Stored data entries

::::

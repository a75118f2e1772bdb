//! REST surface of the content board.
//!
//! Every accepted mutation is published to all live connections, the
//! originator's own tabs included — an HTTP caller has no socket of its
//! own to be excluded from.

use axum::{
    extract::{Multipart, Path, State},
    http::StatusCode,
    Json,
};
use serde::Deserialize;

use crate::content::store::{ContentItem, ContentKind};
use crate::error::ServerError;
use crate::state::AppState;
use crate::uploads::routes::read_file_field;
use crate::uploads::store as files;
use crate::ws::broadcast::broadcast_to_all;
use crate::ws::protocol::ServerEvent;

#[derive(Debug, Deserialize)]
pub struct CreateTextContent {
    pub content: String,
}

/// GET /api/content — the full board in insertion order.
pub async fn list_content(State(state): State<AppState>) -> Json<Vec<ContentItem>> {
    Json(state.content.list().await)
}

/// POST /api/content/text
pub async fn add_text_content(
    State(state): State<AppState>,
    Json(body): Json<CreateTextContent>,
) -> Result<(StatusCode, Json<ContentItem>), ServerError> {
    let item = state
        .content
        .add(ContentKind::Text, body.content, None)
        .await?;

    publish_item(&state, &item);
    Ok((StatusCode::CREATED, Json(item)))
}

/// POST /api/content/image — multipart field `image`.
/// The file lands in the uploads directory and the item's `imageUrl`
/// points at its served path.
pub async fn add_image_content(
    State(state): State<AppState>,
    multipart: Multipart,
) -> Result<(StatusCode, Json<ContentItem>), ServerError> {
    let upload = read_file_field(multipart, "image").await?;

    let file_name = files::image_file_name(&upload.original_name);
    files::write_upload_file(&state.data_dir, &file_name, &upload.data)
        .await
        .map_err(|e| ServerError::Internal(format!("Failed to write image file: {e}")))?;

    let url = format!("/uploads/{file_name}");
    let item = state
        .content
        .add(ContentKind::Image, upload.original_name, Some(url))
        .await?;

    publish_item(&state, &item);
    Ok((StatusCode::CREATED, Json(item)))
}

/// DELETE /api/content/{id}
pub async fn delete_content(
    State(state): State<AppState>,
    Path(id): Path<String>,
) -> Result<Json<serde_json::Value>, ServerError> {
    if !state.content.delete(&id).await? {
        return Err(ServerError::NotFound(format!("No content item with id {id}")));
    }

    broadcast_to_all(&state.connections, &ServerEvent::SyncDelete(id));
    Ok(Json(serde_json::json!({ "deleted": true })))
}

/// POST /api/content/clear
pub async fn clear_content(
    State(state): State<AppState>,
) -> Result<Json<serde_json::Value>, ServerError> {
    state.content.clear().await?;

    broadcast_to_all(&state.connections, &ServerEvent::SyncClear);
    Ok(Json(serde_json::json!({ "cleared": true })))
}

/// The mutation is already durable at this point; a broadcast that
/// reaches nobody must not fail the request.
fn publish_item(state: &AppState, item: &ContentItem) {
    match serde_json::to_value(item) {
        Ok(payload) => broadcast_to_all(&state.connections, &ServerEvent::SyncUpdate(payload)),
        Err(e) => tracing::error!(error = %e, "Failed to encode content item for broadcast"),
    }
}
//! Fan-out of board events to live connections.
//!
//! Delivery is best-effort and at-most-once: a send that fails because a
//! connection is tearing down is logged and skipped, and never affects
//! delivery to the remaining connections or the request that triggered
//! the event.
//!
//! Inclusion of the originator is asymmetric on purpose:
//! events triggered from the HTTP surface go to every connection, the
//! poster's own tabs included; updates arriving over a live socket go to
//! everyone except that socket, which already reflects the change
//! locally. Client UIs are written against exactly this behavior.

use crate::ws::protocol::ServerEvent;
use crate::ws::ConnectionRegistry;

/// Broadcast an event to every live connection, the originator included.
pub fn broadcast_to_all(registry: &ConnectionRegistry, event: &ServerEvent) {
    let Some(msg) = event.to_message() else {
        return;
    };
    for entry in registry.iter() {
        if entry.value().send(msg.clone()).is_err() {
            tracing::debug!(
                connection_id = %entry.key(),
                "Dropped event for closing connection"
            );
        }
    }
}

/// Broadcast an event to every live connection except the originating one.
pub fn broadcast_to_others(
    registry: &ConnectionRegistry,
    origin_connection_id: &str,
    event: &ServerEvent,
) {
    let Some(msg) = event.to_message() else {
        return;
    };
    for entry in registry.iter() {
        if entry.key() == origin_connection_id {
            continue;
        }
        if entry.value().send(msg.clone()).is_err() {
            tracing::debug!(
                connection_id = %entry.key(),
                "Dropped event for closing connection"
            );
        }
    }
}
//! LAN address discovery so other devices can find the board.

use axum::Json;
use std::net::{IpAddr, Ipv4Addr};

/// Best-guess LAN address of this host. Falls back to 0.0.0.0 when no
/// suitable interface is found.
pub fn local_ip() -> IpAddr {
    local_ip_address::local_ip().unwrap_or(IpAddr::V4(Ipv4Addr::UNSPECIFIED))
}

/// GET /api/network/ip
pub async fn get_ip() -> Json<serde_json::Value> {
    Json(serde_json::json!({ "ip": local_ip().to_string() }))
}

::::

### Activity
Please give the entries above again in full, exactly as written.

### Answer below
repository a75118f2e1772bdb
//! REST surface of the content board.
//!
//! Every accepted mutation is published to all live connections, the
//! originator's own tabs included — an HTTP caller has no socket of its
//! own to be excluded from.

use axum::{
    extract::{Multipart, Path, State},
    http::StatusCode,
    Json,
};
use serde::Deserialize;

use crate::content::store::{ContentItem, ContentKind};
use crate::error::ServerError;
use crate::state::AppState;
use crate::uploads::routes::read_file_field;
use crate::uploads::store as files;
use crate::ws::broadcast::broadcast_to_all;
use crate::ws::protocol::ServerEvent;

#[derive(Debug, Deserialize)]
pub struct CreateTextContent {
    pub content: String,
}

/// GET /api/content — the full board in insertion order.
pub async fn list_content(State(state): State<AppState>) -> Json<Vec<ContentItem>> {
    Json(state.content.list().await)
}

/// POST /api/content/text
pub async fn add_text_content(
    State(state): State<AppState>,
    Json(body): Json<CreateTextContent>,
) -> Result<(StatusCode, Json<ContentItem>), ServerError> {
    let item = state
        .content
        .add(ContentKind::Text, body.content, None)
        .await?;

    publish_item(&state, &item);
    Ok((StatusCode::CREATED, Json(item)))
}

/// POST /api/content/image — multipart field `image`.
/// The file lands in the uploads directory and the item's `imageUrl`
/// points at its served path.
pub async fn add_image_content(
    State(state): State<AppState>,
    multipart: Multipart,
) -> Result<(StatusCode, Json<ContentItem>), ServerError> {
    let upload = read_file_field(multipart, "image").await?;

    let file_name = files::image_file_name(&upload.original_name);
    files::write_upload_file(&state.data_dir, &file_name, &upload.data)
        .await
        .map_err(|e| ServerError::Internal(format!("Failed to write image file: {e}")))?;

    let url = format!("/uploads/{file_name}");
    let item = state
        .content
        .add(ContentKind::Image, upload.original_name, Some(url))
        .await?;

    publish_item(&state, &item);
    Ok((StatusCode::CREATED, Json(item)))
}

/// DELETE /api/content/{id}
pub async fn delete_content(
    State(state): State<AppState>,
    Path(id): Path<String>,
) -> Result<Json<serde_json::Value>, ServerError> {
    if !state.content.delete(&id).await? {
        return Err(ServerError::NotFound(format!("No content item with id {id}")));
    }

    broadcast_to_all(&state.connections, &ServerEvent::SyncDelete(id));
    Ok(Json(serde_json::json!({ "deleted": true })))
}

/// POST /api/content/clear
pub async fn clear_content(
    State(state): State<AppState>,
) -> Result<Json<serde_json::Value>, ServerError> {
    state.content.clear().await?;

    broadcast_to_all(&state.connections, &ServerEvent::SyncClear);
    Ok(Json(serde_json::json!({ "cleared": true })))
}

/// The mutation is already durable at this point; a broadcast that
/// reaches nobody must not fail the request.
fn publish_item(state: &AppState, item: &ContentItem) {
    match serde_json::to_value(item) {
        Ok(payload) => broadcast_to_all(&state.connections, &ServerEvent::SyncUpdate(payload)),
        Err(e) => tracing::error!(error = %e, "Failed to encode content item for broadcast"),
    }
}
//! Fan-out of board events to live connections.
//!
//! Delivery is best-effort and at-most-once: a send that fails because a
//! connection is tearing down is logged and skipped, and never affects
//! delivery to the remaining connections or the request that triggered
//! the event.
//!
//! Inclusion of the originator is asymmetric on purpose:
//! events triggered from the HTTP surface go to every connection, the
//! poster's own tabs included; updates arriving over a live socket go to
//! everyone except that socket, which already reflects the change
//! locally. Client UIs are written against exactly this behavior.

use crate::ws::protocol::ServerEvent;
use crate::ws::ConnectionRegistry;

/// Broadcast an event to every live connection, the originator included.
pub fn broadcast_to_all(registry: &ConnectionRegistry, event: &ServerEvent) {
    let Some(msg) = event.to_message() else {
        return;
    };
    for entry in registry.iter() {
        if entry.value().send(msg.clone()).is_err() {
            tracing::debug!(
                connection_id = %entry.key(),
                "Dropped event for closing connection"
            );
        }
    }
}

/// Broadcast an event to every live connection except the originating one.
pub fn broadcast_to_others(
    registry: &ConnectionRegistry,
    origin_connection_id: &str,
    event: &ServerEvent,
) {
    let Some(msg) = event.to_message() else {
        return;
    };
    for entry in registry.iter() {
        if entry.key() == origin_connection_id {
            continue;
        }
        if entry.value().send(msg.clone()).is_err() {
            tracing::debug!(
                connection_id = %entry.key(),
                "Dropped event for closing connection"
            );
        }
    }
}
//! LAN address discovery so other devices can find the board.

use axum::Json;
use std::net::{IpAddr, Ipv4Addr};

/// Best-guess LAN address of this host. Falls back to 0.0.0.0 when no
/// suitable interface is found.
pub fn local_ip() -> IpAddr {
    local_ip_address::local_ip().unwrap_or(IpAddr::V4(Ipv4Addr::UNSPECIFIED))
}

/// GET /api/network/ip
pub async fn get_ip() -> Json<serde_json::Value> {
    Json(serde_json::json!({ "ip": local_ip().to_string() }))
}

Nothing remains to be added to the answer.